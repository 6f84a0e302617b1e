//! Process-wide `tracing` subscriber setup.
//!
//! Events are written to standard error. A detached daemon has its standard
//! error pointed at the configured sink, so the subscriber follows the
//! redirection without reinstallation.

use std::io::{self, IsTerminal};

use once_cell::sync::OnceCell;
use respawn_config::{LogFormat, TelemetryConfig};
use thiserror::Error;
use tracing_subscriber::EnvFilter;
use tracing_subscriber::fmt::time::UtcTime;
use tracing_subscriber::layer::SubscriberExt;
use tracing_subscriber::util::{SubscriberInitExt, TryInitError};
use tracing_subscriber::{Layer, fmt};

use crate::sentinel;

static INSTALLED: OnceCell<LogFormat> = OnceCell::new();

/// Errors raised while installing the subscriber.
#[derive(Debug, Error)]
pub enum TelemetryError {
    /// The filter directive did not parse.
    #[error("invalid log filter '{filter}': {message}")]
    Filter {
        /// Directive as configured.
        filter: String,
        /// Parser diagnostic.
        message: String,
    },
    /// Another global subscriber was already installed.
    #[error("failed to install the log subscriber: {source}")]
    Install {
        /// Underlying registration error.
        #[source]
        source: TryInitError,
    },
}

/// Installs the global subscriber once; later calls are no-ops.
///
/// Returns the format actually in effect, which is the one chosen by the
/// first successful call.
pub fn initialise(config: &TelemetryConfig) -> Result<LogFormat, TelemetryError> {
    INSTALLED
        .get_or_try_init(|| install(config).map(|()| config.log_format()))
        .copied()
}

fn install(config: &TelemetryConfig) -> Result<(), TelemetryError> {
    let filter = parse_filter(config.log_filter())?;
    let layer = fmt::layer()
        .with_writer(io::stderr)
        .with_target(true)
        .with_ansi(use_colour())
        .with_timer(UtcTime::rfc_3339());
    let formatted = match config.log_format() {
        LogFormat::Json => layer.json().flatten_event(true).boxed(),
        LogFormat::Compact => layer.compact().boxed(),
    };
    tracing_subscriber::registry()
        .with(formatted.with_filter(filter))
        .try_init()
        .map_err(|source| TelemetryError::Install { source })
}

fn parse_filter(directive: &str) -> Result<EnvFilter, TelemetryError> {
    EnvFilter::try_new(directive).map_err(|error| TelemetryError::Filter {
        filter: directive.to_owned(),
        message: error.to_string(),
    })
}

/// Colour only for a terminal that stays attached.
fn use_colour() -> bool {
    io::stderr().is_terminal() && !sentinel::is_relaunched_instance()
}
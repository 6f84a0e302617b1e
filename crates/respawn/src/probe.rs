//! Lifecycle probe: answers `status` and `stop` from the recorded pid.
//!
//! The probe never fails for runtime conditions. An absent, unreadable, or
//! corrupt pid file maps onto an LSB code; only a configuration without a
//! pid file path is an error.

use nix::errno::Errno;
use nix::sys::signal::Signal;
use respawn_config::{DaemonConfig, StopSignal};
use thiserror::Error;
use tracing::{debug, info, warn};

use crate::ops::{ProcessOps, SystemProcessOps};
use crate::pidfile::{PidFileError, read_pid};
use crate::status::DaemonStatusCode;

const PROBE_TARGET: &str = concat!(env!("CARGO_PKG_NAME"), "::probe");

/// Errors raised by the lifecycle probe.
#[derive(Debug, Error)]
pub enum ProbeError {
    /// The configuration names no pid file to inspect.
    #[error("cannot {operation} the daemon: no pid file is configured")]
    MissingPidFile {
        /// Operation that needed the pid file.
        operation: &'static str,
    },
}

/// Code produced by a probe together with the pid-file failure behind it.
///
/// An unusable pid file still yields a code (`Unknown` or
/// `StopGeneralError`); the failure travels alongside so callers can print
/// it on their own diagnostic stream instead of relying on a subscriber.
#[derive(Debug)]
pub struct ProbeReport {
    code: DaemonStatusCode,
    diagnostic: Option<PidFileError>,
}

impl ProbeReport {
    const fn clean(code: DaemonStatusCode) -> Self {
        Self {
            code,
            diagnostic: None,
        }
    }

    const fn unusable(code: DaemonStatusCode, error: PidFileError) -> Self {
        Self {
            code,
            diagnostic: Some(error),
        }
    }

    /// LSB code for the probed command.
    #[must_use]
    pub const fn code(&self) -> DaemonStatusCode {
        self.code
    }

    /// Why the pid file could not be used, when that decided the code.
    #[must_use]
    pub const fn diagnostic(&self) -> Option<&PidFileError> {
        self.diagnostic.as_ref()
    }
}

/// Reports whether the daemon recorded in the pid file is alive.
///
/// A pid-file failure is only visible through the `warn` event here; use
/// [`status_report`] to receive it directly.
pub fn check_status(config: &DaemonConfig) -> Result<DaemonStatusCode, ProbeError> {
    check_status_with(config, &SystemProcessOps::new())
}

/// [`check_status`] against injected process primitives.
pub fn check_status_with<O: ProcessOps>(
    config: &DaemonConfig,
    ops: &O,
) -> Result<DaemonStatusCode, ProbeError> {
    status_report_with(config, ops).map(|report| report.code())
}

/// [`check_status`], keeping any pid-file failure in the report.
pub fn status_report(config: &DaemonConfig) -> Result<ProbeReport, ProbeError> {
    status_report_with(config, &SystemProcessOps::new())
}

/// [`status_report`] against injected process primitives.
pub fn status_report_with<O: ProcessOps>(
    config: &DaemonConfig,
    ops: &O,
) -> Result<ProbeReport, ProbeError> {
    let path = config
        .pid_file()
        .ok_or(ProbeError::MissingPidFile { operation: "check" })?;
    let pid = match read_pid(path) {
        Ok(Some(pid)) => pid,
        Ok(None) => {
            debug!(target: PROBE_TARGET, file = %path.display(), "no pid file");
            return Ok(ProbeReport::clean(DaemonStatusCode::NotRunning));
        }
        Err(error) => {
            warn!(target: PROBE_TARGET, error = %error, "pid file unusable");
            return Ok(ProbeReport::unusable(DaemonStatusCode::Unknown, error));
        }
    };
    let status = match ops.signal(pid, None) {
        Ok(()) | Err(Errno::EPERM) => DaemonStatusCode::Running,
        Err(errno) => {
            debug!(target: PROBE_TARGET, pid, %errno, "liveness probe failed");
            DaemonStatusCode::Dead
        }
    };
    debug!(target: PROBE_TARGET, pid, %status, "status checked");
    Ok(ProbeReport::clean(status))
}

/// Asks the daemon recorded in the pid file to terminate.
///
/// The pid file is left in place; removing it is up to the caller or the
/// daemon itself. Use [`stop_report`] to receive pid-file failures.
pub fn stop(config: &DaemonConfig) -> Result<DaemonStatusCode, ProbeError> {
    stop_with(config, &SystemProcessOps::new())
}

/// [`stop`] against injected process primitives.
pub fn stop_with<O: ProcessOps>(
    config: &DaemonConfig,
    ops: &O,
) -> Result<DaemonStatusCode, ProbeError> {
    stop_report_with(config, ops).map(|report| report.code())
}

/// [`stop`], keeping any pid-file failure in the report.
pub fn stop_report(config: &DaemonConfig) -> Result<ProbeReport, ProbeError> {
    stop_report_with(config, &SystemProcessOps::new())
}

/// [`stop_report`] against injected process primitives.
pub fn stop_report_with<O: ProcessOps>(
    config: &DaemonConfig,
    ops: &O,
) -> Result<ProbeReport, ProbeError> {
    let path = config
        .pid_file()
        .ok_or(ProbeError::MissingPidFile { operation: "stop" })?;
    let pid = match read_pid(path) {
        Ok(Some(pid)) => pid,
        Ok(None) => return Ok(ProbeReport::clean(DaemonStatusCode::StopNotRunning)),
        Err(error) => {
            warn!(target: PROBE_TARGET, error = %error, "pid file unusable");
            return Ok(ProbeReport::unusable(DaemonStatusCode::StopGeneralError, error));
        }
    };
    let signal = to_signal(config.stop_signal());
    match ops.signal(pid, Some(signal)) {
        Ok(()) => {
            info!(target: PROBE_TARGET, pid, %signal, "stop signal delivered");
            Ok(ProbeReport::clean(DaemonStatusCode::StopSuccess))
        }
        Err(errno) => {
            warn!(target: PROBE_TARGET, pid, %signal, %errno, "stop signal refused");
            Ok(ProbeReport::clean(DaemonStatusCode::StopGeneralError))
        }
    }
}

const fn to_signal(signal: StopSignal) -> Signal {
    match signal {
        StopSignal::Terminate => Signal::SIGTERM,
        StopSignal::Interrupt => Signal::SIGINT,
    }
}
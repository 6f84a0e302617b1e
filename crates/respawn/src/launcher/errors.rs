//! Errors raised while relaunching or detaching.

use std::io;
use std::path::PathBuf;

use nix::errno::Errno;
use thiserror::Error;

use crate::argv::ArgvError;

/// Errors surfaced by the relaunch protocol.
#[derive(Debug, Error)]
pub enum LaunchError {
    /// The command line to relaunch could not be reconstructed.
    #[error("failed to reconstruct the command line: {source}")]
    Argv {
        /// Underlying reconstruction error.
        #[from]
        source: ArgvError,
    },
    /// The operating system refused to start the child process.
    #[error("failed to spawn '{}': {source}", program.display())]
    SpawnFailed {
        /// Program that was to be executed.
        program: PathBuf,
        /// Underlying IO error.
        #[source]
        source: io::Error,
    },
    /// A new session could not be created.
    #[error("failed to detach from the controlling terminal: {source}")]
    Detach {
        /// Underlying OS error.
        #[source]
        source: Errno,
    },
    /// A standard stream could not be pointed at its configured sink.
    #[error("failed to redirect output to '{path}': {source}")]
    Redirect {
        /// Configured sink path.
        path: PathBuf,
        /// Underlying IO error.
        #[source]
        source: io::Error,
    },
    /// Writing the pid file failed.
    #[error("failed to write pid file '{path}': {source}")]
    PidWrite {
        /// Pid file path.
        path: PathBuf,
        /// Underlying IO error.
        #[source]
        source: io::Error,
    },
}
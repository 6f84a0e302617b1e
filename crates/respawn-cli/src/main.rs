//! Entry point of the `respawn` binary.
//!
//! Delegates to [`respawn_cli::run`] with the process arguments and locked
//! standard streams.

use std::io;
use std::process::ExitCode;

fn main() -> ExitCode {
    let mut stdout = io::stdout().lock();
    let mut stderr = io::stderr().lock();
    respawn_cli::run(std::env::args_os(), &mut stdout, &mut stderr)
}
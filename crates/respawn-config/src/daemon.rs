//! Immutable daemonisation settings.

use std::ffi::OsString;
use std::path::{Path, PathBuf};

use serde::{Deserialize, Serialize};
use strum::{Display, EnumString};

/// Sink used for the detached standard streams when none is configured.
pub const DEFAULT_STREAM_SINK: &str = "/dev/null";

/// Signal delivered to the daemon by a `stop` request.
#[derive(
    Debug, Clone, Copy, Default, Deserialize, Serialize, PartialEq, Eq, EnumString, Display,
)]
#[serde(rename_all = "snake_case")]
#[strum(serialize_all = "snake_case", ascii_case_insensitive)]
pub enum StopSignal {
    /// `SIGTERM`, the conventional graceful termination request.
    #[default]
    Terminate,
    /// `SIGINT`, matching an interactive Ctrl-C.
    Interrupt,
}

/// Describes how a process relaunches itself as a detached daemon.
///
/// Values are never altered once built. Each `with_*` method returns a new
/// configuration and leaves the receiver untouched, so partially applied
/// configurations can be shared freely:
///
/// ```ignore
/// let base = DaemonConfig::new().with_pid_file("/tmp/d.pid");
/// let chatty = base.with_stdout("/tmp/d.out");
/// assert_eq!(base.stdout(), Path::new("/dev/null"));
/// ```
#[derive(Debug, Clone, PartialEq, Eq)]
pub struct DaemonConfig {
    argv: Option<Vec<OsString>>,
    pid_file: Option<PathBuf>,
    stdout: PathBuf,
    stderr: PathBuf,
    extra_runtime_args: Vec<OsString>,
    extra_program_args: Vec<OsString>,
    stop_signal: StopSignal,
}

impl Default for DaemonConfig {
    fn default() -> Self {
        Self {
            argv: None,
            pid_file: None,
            stdout: PathBuf::from(DEFAULT_STREAM_SINK),
            stderr: PathBuf::from(DEFAULT_STREAM_SINK),
            extra_runtime_args: Vec::new(),
            extra_program_args: Vec::new(),
            stop_signal: StopSignal::default(),
        }
    }
}

impl DaemonConfig {
    /// Builds a configuration with no pid file and both streams discarded.
    #[must_use]
    pub fn new() -> Self {
        Self::default()
    }

    /// Supplies the original command line, including the program path.
    ///
    /// Passing `std::env::args_os()` here is preferred over inference: the
    /// inferred strategies are heuristics on some platforms and can split
    /// arguments that contain whitespace.
    #[must_use]
    pub fn with_argv<I, S>(&self, argv: I) -> Self
    where
        I: IntoIterator<Item = S>,
        S: Into<OsString>,
    {
        Self {
            argv: Some(argv.into_iter().map(Into::into).collect()),
            ..self.clone()
        }
    }

    /// Records the daemon pid at `path` once it has detached.
    #[must_use]
    pub fn with_pid_file(&self, path: impl Into<PathBuf>) -> Self {
        Self {
            pid_file: Some(path.into()),
            ..self.clone()
        }
    }

    /// Redirects the daemon's standard output to `path` (append mode).
    #[must_use]
    pub fn with_stdout(&self, path: impl Into<PathBuf>) -> Self {
        Self {
            stdout: path.into(),
            ..self.clone()
        }
    }

    /// Redirects the daemon's standard error to `path` (append mode).
    #[must_use]
    pub fn with_stderr(&self, path: impl Into<PathBuf>) -> Self {
        Self {
            stderr: path.into(),
            ..self.clone()
        }
    }

    /// Inserts arguments directly after the program path of the relaunched
    /// command line, ahead of any original runtime flags.
    #[must_use]
    pub fn with_extra_runtime_args<I, S>(&self, args: I) -> Self
    where
        I: IntoIterator<Item = S>,
        S: Into<OsString>,
    {
        Self {
            extra_runtime_args: args.into_iter().map(Into::into).collect(),
            ..self.clone()
        }
    }

    /// Appends arguments after every reconstructed program argument.
    #[must_use]
    pub fn with_extra_program_args<I, S>(&self, args: I) -> Self
    where
        I: IntoIterator<Item = S>,
        S: Into<OsString>,
    {
        Self {
            extra_program_args: args.into_iter().map(Into::into).collect(),
            ..self.clone()
        }
    }

    /// Selects the signal sent by a `stop` request.
    #[must_use]
    pub fn with_stop_signal(&self, signal: StopSignal) -> Self {
        Self {
            stop_signal: signal,
            ..self.clone()
        }
    }

    /// Explicit command line, when one was supplied.
    #[must_use]
    pub fn argv(&self) -> Option<&[OsString]> {
        self.argv.as_deref()
    }

    /// Location of the pid file, when one was configured.
    #[must_use]
    pub fn pid_file(&self) -> Option<&Path> {
        self.pid_file.as_deref()
    }

    /// Target of the daemon's standard output.
    #[must_use]
    pub fn stdout(&self) -> &Path {
        self.stdout.as_path()
    }

    /// Target of the daemon's standard error.
    #[must_use]
    pub fn stderr(&self) -> &Path {
        self.stderr.as_path()
    }

    /// Arguments inserted after the program path.
    #[must_use]
    pub fn extra_runtime_args(&self) -> &[OsString] {
        &self.extra_runtime_args
    }

    /// Arguments appended after the program arguments.
    #[must_use]
    pub fn extra_program_args(&self) -> &[OsString] {
        &self.extra_program_args
    }

    /// Signal delivered by `stop`.
    #[must_use]
    pub const fn stop_signal(&self) -> StopSignal {
        self.stop_signal
    }
}

#[cfg(test)]
mod tests {
    use super::*;
    use rstest::{fixture, rstest};
    use std::str::FromStr;

    #[fixture]
    fn base() -> DaemonConfig {
        DaemonConfig::new().with_pid_file("/tmp/d.pid")
    }

    #[test]
    fn defaults_discard_both_streams() {
        let config = DaemonConfig::new();
        assert_eq!(config.stdout(), Path::new("/dev/null"));
        assert_eq!(config.stderr(), Path::new("/dev/null"));
        assert!(config.pid_file().is_none());
        assert!(config.argv().is_none());
        assert_eq!(config.stop_signal(), StopSignal::Terminate);
    }

    #[rstest]
    fn with_stdout_leaves_receiver_untouched(base: DaemonConfig) {
        let snapshot = base.clone();
        let derived = base.with_stdout("/tmp/d.out");
        assert_eq!(base, snapshot);
        assert_eq!(derived.stdout(), Path::new("/tmp/d.out"));
        assert_eq!(derived.pid_file(), Some(Path::new("/tmp/d.pid")));
    }

    #[rstest]
    fn every_mutator_returns_a_distinct_value(base: DaemonConfig) {
        let snapshot = base.clone();
        let derived = [
            base.with_argv(["/bin/app", "run"]),
            base.with_pid_file("/tmp/other.pid"),
            base.with_stdout("/tmp/out"),
            base.with_stderr("/tmp/err"),
            base.with_extra_runtime_args(["--trace"]),
            base.with_extra_program_args(["--verbose"]),
            base.with_stop_signal(StopSignal::Interrupt),
        ];
        for value in &derived {
            assert_ne!(value, &snapshot);
        }
        assert_eq!(base, snapshot, "mutators must not alter the receiver");
    }

    #[rstest]
    fn mutators_compose(base: DaemonConfig) {
        let config = base
            .with_argv(["/bin/app"])
            .with_extra_runtime_args(["-X"])
            .with_extra_program_args(["tail"]);
        assert_eq!(config.argv(), Some(&[OsString::from("/bin/app")][..]));
        assert_eq!(config.extra_runtime_args(), &[OsString::from("-X")]);
        assert_eq!(config.extra_program_args(), &[OsString::from("tail")]);
    }

    #[rstest]
    #[case("terminate", StopSignal::Terminate)]
    #[case("INTERRUPT", StopSignal::Interrupt)]
    fn stop_signal_parses_case_insensitively(#[case] text: &str, #[case] expected: StopSignal) {
        assert_eq!(StopSignal::from_str(text).expect("parse"), expected);
    }
}
//! Command-line surface of the `respawn` binary.

use std::ffi::OsString;
use std::path::PathBuf;

use clap::{Parser, Subcommand};
use respawn::{DaemonCommand, DaemonConfig};
use respawn_config::{DEFAULT_LOG_FILTER, LogFormat, StopSignal, TelemetryConfig};

/// Runs itself as a detached daemon and manages it through its pid file.
#[derive(Parser, Debug)]
#[command(name = "respawn", version, disable_help_subcommand = true)]
pub(crate) struct Cli {
    /// File receiving the daemon's pid.
    #[arg(long, global = true, env = "RESPAWN_PID_FILE", value_name = "PATH")]
    pub(crate) pid_file: Option<PathBuf>,
    /// Sink for the daemon's standard output (appended to).
    #[arg(long, global = true, env = "RESPAWN_STDOUT", value_name = "PATH")]
    pub(crate) stdout: Option<PathBuf>,
    /// Sink for the daemon's standard error and logs (appended to).
    #[arg(long, global = true, env = "RESPAWN_STDERR", value_name = "PATH")]
    pub(crate) stderr: Option<PathBuf>,
    /// Signal sent by `stop`.
    #[arg(long, global = true, env = "RESPAWN_STOP_SIGNAL", default_value_t = StopSignal::Terminate)]
    pub(crate) stop_signal: StopSignal,
    /// `tracing` filter directive.
    #[arg(long, global = true, env = "RESPAWN_LOG_FILTER", default_value = DEFAULT_LOG_FILTER)]
    pub(crate) log_filter: String,
    /// Log output format.
    #[arg(long, global = true, env = "RESPAWN_LOG_FORMAT", default_value_t = LogFormat::Compact)]
    pub(crate) log_format: LogFormat,
    #[command(subcommand)]
    pub(crate) command: CliCommand,
}

/// Lifecycle subcommands.
#[derive(Subcommand, Debug, Clone)]
pub(crate) enum CliCommand {
    /// Relaunches detached and idles until a termination signal arrives.
    Start(StartArgs),
    /// Sends the stop signal to the recorded daemon.
    Stop,
    /// Reports whether the recorded daemon is alive.
    Status,
}

/// Options for `start`.
#[derive(clap::Args, Debug, Clone, Default)]
pub(crate) struct StartArgs {
    /// Recover the command line from the operating system instead of
    /// forwarding it explicitly.
    #[arg(long)]
    pub(crate) infer_argv: bool,
    /// Argument inserted directly after the program path of the daemon's
    /// command line.
    #[arg(long = "runtime-arg", value_name = "ARG", allow_hyphen_values = true)]
    pub(crate) runtime_args: Vec<OsString>,
    /// Argument appended to the end of the daemon's command line.
    #[arg(long = "program-arg", value_name = "ARG", allow_hyphen_values = true)]
    pub(crate) program_args: Vec<OsString>,
    /// Arguments handed to the daemon instance.
    #[arg(trailing_var_arg = true, num_args = 0.., value_name = "ARGS")]
    pub(crate) trailing: Vec<OsString>,
}

impl Cli {
    pub(crate) const fn daemon_command(&self) -> DaemonCommand {
        match self.command {
            CliCommand::Start(_) => DaemonCommand::Start,
            CliCommand::Stop => DaemonCommand::Stop,
            CliCommand::Status => DaemonCommand::Status,
        }
    }

    pub(crate) fn telemetry(&self) -> TelemetryConfig {
        TelemetryConfig::new(self.log_filter.clone(), self.log_format)
    }

    /// Builds the daemon configuration; `argv` is this invocation's full
    /// command line.
    pub(crate) fn daemon_config(&self, argv: &[OsString]) -> DaemonConfig {
        let mut config = DaemonConfig::new().with_stop_signal(self.stop_signal);
        if let Some(path) = &self.pid_file {
            config = config.with_pid_file(path);
        }
        if let Some(path) = &self.stdout {
            config = config.with_stdout(path);
        }
        if let Some(path) = &self.stderr {
            config = config.with_stderr(path);
        }
        if let CliCommand::Start(start) = &self.command {
            config = config
                .with_extra_runtime_args(start.runtime_args.iter().cloned())
                .with_extra_program_args(start.program_args.iter().cloned());
            if !start.infer_argv {
                config = config.with_argv(argv.iter().cloned());
            }
        }
        config
    }
}
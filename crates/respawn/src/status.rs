//! Result values shared by the launcher and the lifecycle probe.

use std::fmt;
use std::process::ExitCode;

use serde::Serialize;

/// Outcome of a relaunch attempt.
///
/// Exactly one side is ever reported: the caller that spawned the daemon
/// sees [`Relaunch::Parent`] with the child's pid, while the detached
/// instance sees [`Relaunch::Child`] with its own pid.
#[derive(Debug, Clone, Copy, PartialEq, Eq, Hash, Serialize)]
#[serde(tag = "role", content = "pid", rename_all = "snake_case")]
pub enum Relaunch {
    /// This process is the detached daemon.
    Child(u32),
    /// This process spawned the daemon and should exit.
    Parent(u32),
}

impl Relaunch {
    /// Returns true in the detached daemon.
    #[must_use]
    pub const fn is_child(self) -> bool {
        matches!(self, Self::Child(_))
    }

    /// Returns true in the process that spawned the daemon.
    #[must_use]
    pub const fn is_parent(self) -> bool {
        matches!(self, Self::Parent(_))
    }

    /// The daemon's pid, from whichever side observed it.
    #[must_use]
    pub const fn pid(self) -> u32 {
        match self {
            Self::Child(pid) | Self::Parent(pid) => pid,
        }
    }
}

/// LSB init-script exit codes reported by `status` and `stop`.
///
/// The two families overlap numerically (`1` means "dead with pid file" for
/// `status` and "general error" for `stop`); callers interpret a code in the
/// context of the command that produced it.
#[derive(Debug, Clone, Copy, PartialEq, Eq, Hash, Serialize)]
#[serde(rename_all = "snake_case")]
pub enum DaemonStatusCode {
    /// `status`: the process named by the pid file is alive.
    Running,
    /// `status`: a pid file exists but its process is gone.
    Dead,
    /// `status`: no pid file exists.
    NotRunning,
    /// `status`: the pid file could not be read or parsed.
    Unknown,
    /// `stop`: the termination signal was delivered.
    StopSuccess,
    /// `stop`: the pid file was unusable or the signal was refused.
    StopGeneralError,
    /// `stop`: no pid file exists.
    StopNotRunning,
}

impl DaemonStatusCode {
    /// Numeric exit code for the init-script convention.
    #[must_use]
    pub const fn exit_code(self) -> u8 {
        match self {
            Self::Running | Self::StopSuccess => 0,
            Self::Dead | Self::StopGeneralError => 1,
            Self::NotRunning => 3,
            Self::Unknown => 4,
            Self::StopNotRunning => 7,
        }
    }

    const fn describe(self) -> &'static str {
        match self {
            Self::Running => "running",
            Self::Dead => "dead (pid file present)",
            Self::NotRunning => "not running",
            Self::Unknown => "unknown",
            Self::StopSuccess => "stopped",
            Self::StopGeneralError => "stop failed",
            Self::StopNotRunning => "not running",
        }
    }
}

impl fmt::Display for DaemonStatusCode {
    fn fmt(&self, f: &mut fmt::Formatter<'_>) -> fmt::Result {
        f.write_str(self.describe())
    }
}

impl From<DaemonStatusCode> for ExitCode {
    fn from(code: DaemonStatusCode) -> Self {
        Self::from(code.exit_code())
    }
}

#[cfg(test)]
mod tests {
    use super::*;
    use rstest::rstest;

    #[rstest]
    #[case(DaemonStatusCode::Running, 0)]
    #[case(DaemonStatusCode::Dead, 1)]
    #[case(DaemonStatusCode::NotRunning, 3)]
    #[case(DaemonStatusCode::Unknown, 4)]
    #[case(DaemonStatusCode::StopSuccess, 0)]
    #[case(DaemonStatusCode::StopGeneralError, 1)]
    #[case(DaemonStatusCode::StopNotRunning, 7)]
    fn exit_codes_follow_lsb_table(#[case] code: DaemonStatusCode, #[case] expected: u8) {
        assert_eq!(code.exit_code(), expected);
    }

    #[test]
    fn relaunch_equality_considers_tag_and_pid() {
        assert_eq!(Relaunch::Child(7), Relaunch::Child(7));
        assert_ne!(Relaunch::Child(7), Relaunch::Parent(7));
        assert_ne!(Relaunch::Parent(7), Relaunch::Parent(8));
    }

    #[test]
    fn relaunch_accessors_report_role() {
        let parent = Relaunch::Parent(42);
        assert!(parent.is_parent());
        assert!(!parent.is_child());
        assert_eq!(parent.pid(), 42);
    }
}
^^^^^^^^^^^^^^^^
### EXERCISE GOAL
Both end lines included, restate word for word the lines above from the line with "arguments and locked" to the line with "so partially applied", and nothing else.

### TASK SOLUTION
//! Delegates to [`respawn_cli::run`] with the process arguments and locked
//! standard streams.

use std::io;
use std::process::ExitCode;

fn main() -> ExitCode {
    let mut stdout = io::stdout().lock();
    let mut stderr = io::stderr().lock();
    respawn_cli::run(std::env::args_os(), &mut stdout, &mut stderr)
}
filename crates/respawn-config/src/daemon.rs
//! Immutable daemonisation settings.

use std::ffi::OsString;
use std::path::{Path, PathBuf};

use serde::{Deserialize, Serialize};
use strum::{Display, EnumString};

/// Sink used for the detached standard streams when none is configured.
pub const DEFAULT_STREAM_SINK: &str = "/dev/null";

/// Signal delivered to the daemon by a `stop` request.
#[derive(
    Debug, Clone, Copy, Default, Deserialize, Serialize, PartialEq, Eq, EnumString, Display,
)]
#[serde(rename_all = "snake_case")]
#[strum(serialize_all = "snake_case", ascii_case_insensitive)]
pub enum StopSignal {
    /// `SIGTERM`, the conventional graceful termination request.
    #[default]
    Terminate,
    /// `SIGINT`, matching an interactive Ctrl-C.
    Interrupt,
}

/// Describes how a process relaunches itself as a detached daemon.
///
/// Values are never altered once built. Each `with_*` method returns a new
/// configuration and leaves the receiver untouched, so partially applied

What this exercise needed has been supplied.